▸ **Given data**:
§

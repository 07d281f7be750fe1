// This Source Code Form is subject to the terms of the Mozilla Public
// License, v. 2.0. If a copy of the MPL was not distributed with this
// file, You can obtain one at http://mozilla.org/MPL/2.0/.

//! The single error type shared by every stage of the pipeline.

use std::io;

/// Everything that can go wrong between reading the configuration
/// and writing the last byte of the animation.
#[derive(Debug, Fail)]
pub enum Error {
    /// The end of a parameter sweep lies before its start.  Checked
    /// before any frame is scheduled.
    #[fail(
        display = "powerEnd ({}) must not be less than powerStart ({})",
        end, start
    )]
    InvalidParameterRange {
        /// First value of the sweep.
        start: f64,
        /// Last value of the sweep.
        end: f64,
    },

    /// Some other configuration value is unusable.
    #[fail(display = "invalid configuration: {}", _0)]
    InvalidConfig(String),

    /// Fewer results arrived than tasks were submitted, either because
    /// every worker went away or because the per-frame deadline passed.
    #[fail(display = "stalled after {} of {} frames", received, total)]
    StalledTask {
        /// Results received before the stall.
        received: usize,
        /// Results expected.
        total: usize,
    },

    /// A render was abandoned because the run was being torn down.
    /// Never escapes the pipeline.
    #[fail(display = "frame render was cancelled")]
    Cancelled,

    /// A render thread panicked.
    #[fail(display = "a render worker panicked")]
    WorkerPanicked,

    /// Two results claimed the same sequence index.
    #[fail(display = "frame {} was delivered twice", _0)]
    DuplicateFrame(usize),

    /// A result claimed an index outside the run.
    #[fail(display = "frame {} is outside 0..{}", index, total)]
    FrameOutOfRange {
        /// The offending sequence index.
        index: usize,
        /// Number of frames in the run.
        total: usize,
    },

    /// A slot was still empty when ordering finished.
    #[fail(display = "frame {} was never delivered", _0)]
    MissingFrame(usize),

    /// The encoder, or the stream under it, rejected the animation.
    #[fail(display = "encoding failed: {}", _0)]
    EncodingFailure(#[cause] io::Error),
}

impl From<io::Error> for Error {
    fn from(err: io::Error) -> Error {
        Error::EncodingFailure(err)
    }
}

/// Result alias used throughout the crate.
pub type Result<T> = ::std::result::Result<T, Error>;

§

▸ **Task brief**: Tally lines in the listing above that include the word "before"; respond with that number only.

▸ **Reply to the exercise**: 3